Foto cortesia: Guarda-chuva Elétrico/Huskie Athletics
OL Jack Warrack, Universidade de Saskatchewan
O fato de Warrack não ser um forte testador atlético não pegou as equipes de surpresa, mas fazer 12 repetições no supino como atacante é uma bandeira vermelha substancial. Isso é particularmente verdadeiro considerando que foram duas repetições a menos do que ele postou há um ano no East-West Bowl, levantando questões sobre seu trabalho na academia. Você não pode descartar o fato de que o nativo de Strathmore, Alta., de 1,80m de altura e 292 libras, fez 43 partidas de carreira como tackle para um programa forte, mas seus pés ruins forçarão um movimento para dentro para defender, onde sua falta de força e curvatura deficiente se tornam maiores preocupações.
Foto cortesia: CFL.ca
Exclusões divisivas
Isso é uma desculpa por não destacar um jogador específico? Provavelmente, mas há nuances aqui, e as opiniões variam sobre onde está o limite para estar nesta categoria. O que todos os olheiros e treinadores parecem concordar é que certos jogadores não conseguiram aproveitar a oportunidade que lhes foi dada e deixaram sérias questões sem resposta sobre si próprios ao não participarem plenamente nos treinos e/ou testes de Combine.
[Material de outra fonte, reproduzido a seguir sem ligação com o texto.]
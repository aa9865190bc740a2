// service/verification_workflow.rs
use std::sync::Arc;

use uuid::Uuid;

use crate::{
    db::{notificationdb::NotificationExt, verificationdb::VerificationExt},
    models::{
        usermodel::UserRole,
        verificationmodels::{VerificationLog, VerificationLogStatus, VerificationType},
    },
    service::{
        error::ServiceError,
        notification_service::NotificationDispatcher,
        policy::{self, Actor},
    },
};

/// Reviewer-facing policy knobs, sourced from configuration.
#[derive(Debug, Clone, Copy, Default)]
pub struct ReviewPolicy {
    pub require_rejection_comments: bool,
}

/// State machine over verification logs: pending -> approved | rejected.
/// Both outcomes are terminal; a new review cycle opens a new log row.
#[derive(Debug, Clone)]
pub struct VerificationWorkflow<S> {
    store: Arc<S>,
    notifications: NotificationDispatcher<S>,
    policy: ReviewPolicy,
}

impl<S> VerificationWorkflow<S>
where
    S: VerificationExt + NotificationExt + Send + Sync,
{
    pub fn new(store: Arc<S>, policy: ReviewPolicy) -> Self {
        Self {
            notifications: NotificationDispatcher::new(store.clone()),
            store,
            policy,
        }
    }

    pub async fn approve(
        &self,
        actor: &Actor,
        log_id: Uuid,
        comments: Option<String>,
    ) -> Result<VerificationLog, ServiceError> {
        self.review(actor, log_id, VerificationLogStatus::Approved, comments)
            .await
    }

    pub async fn reject(
        &self,
        actor: &Actor,
        log_id: Uuid,
        comments: Option<String>,
    ) -> Result<VerificationLog, ServiceError> {
        self.review(actor, log_id, VerificationLogStatus::Rejected, comments)
            .await
    }

    async fn review(
        &self,
        actor: &Actor,
        log_id: Uuid,
        decision: VerificationLogStatus,
        comments: Option<String>,
    ) -> Result<VerificationLog, ServiceError> {
        if !policy::can_review(actor) {
            return Err(ServiceError::UnauthorizedReview(actor.id));
        }

        let comments = comments.filter(|c| !c.trim().is_empty());

        if decision == VerificationLogStatus::Rejected
            && self.policy.require_rejection_comments
            && comments.is_none()
        {
            return Err(ServiceError::Validation(
                "Rejection comments are required".to_string(),
            ));
        }

        let log = self
            .store
            .get_verification_log(log_id)
            .await?
            .ok_or(ServiceError::VerificationLogNotFound(log_id))?;

        if log.status.is_terminal() {
            return Err(ServiceError::InvalidVerificationStatus(log_id, log.status));
        }

        // The pending guard inside the store call decides any race with a
        // concurrent reviewer; a miss means someone else got there first.
        let updated = match self
            .store
            .apply_verification_decision(log_id, actor.id, decision, comments)
            .await?
        {
            Some(log) => log,
            None => {
                let current = self
                    .store
                    .get_verification_log(log_id)
                    .await?
                    .ok_or(ServiceError::VerificationLogNotFound(log_id))?;
                return Err(ServiceError::InvalidVerificationStatus(
                    log_id,
                    current.status,
                ));
            }
        };

        // The transition is committed at this point; notification failures
        // are logged by the dispatcher and do not roll it back.
        match decision {
            VerificationLogStatus::Approved => {
                self.notifications
                    .notify_profile_verified(updated.user_id, updated.comments.as_deref())
                    .await;
            }
            _ => {
                self.notifications
                    .notify_profile_rejected(updated.user_id, updated.comments.as_deref())
                    .await;
            }
        }

        tracing::info!(
            "verification log {} reviewed by {}: {}",
            updated.id,
            actor.id,
            updated.status.to_str()
        );

        Ok(updated)
    }

    /// Opens a fresh review cycle for a user whose last cycle was rejected.
    /// Pending and approved logs block a new submission.
    pub async fn resubmit(&self, actor: &Actor) -> Result<VerificationLog, ServiceError> {
        if actor.role == UserRole::Admin {
            return Err(ServiceError::Validation(
                "Admin accounts are not subject to profile verification".to_string(),
            ));
        }

        if let Some(latest) = self.store.latest_verification_log(actor.id).await? {
            if latest.status != VerificationLogStatus::Rejected {
                return Err(ServiceError::InvalidVerificationStatus(
                    latest.id,
                    latest.status,
                ));
            }
        }

        let log = self
            .store
            .create_verification_log(actor.id, VerificationType::Profile)
            .await?;

        Ok(log)
    }
}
Isto é particularmente verdadeiro para aqueles jogadores que não eram estrelas, ou mesmo titulares, nas suas respectivas escolas.
Para ser claro, existem razões válidas para os jogadores optarem por não participar, incluindo lesões, e os potenciais jogadores têm muito pouco a ganhar financeiramente arriscando-se numa era em que os contratos são reservados para novatos. Qualquer agente que se preze dirá que nenhuma equipe está garantindo uma posição no draft ou um cheque de pagamento de novato para um jogador que se machuca durante a competição, então as desativações continuarão. No entanto, a realidade é que os decisores nunca ficarão satisfeitos por ver um potencial cliente afastado, impedindo-os de tomar a decisão mais informada possível sobre uma escolha que afecta a sua subsistência. Para aqueles a quem a fita ainda não embeleza, isso pode ser o suficiente para merecer uma aprovação difícil no dia do recrutamento.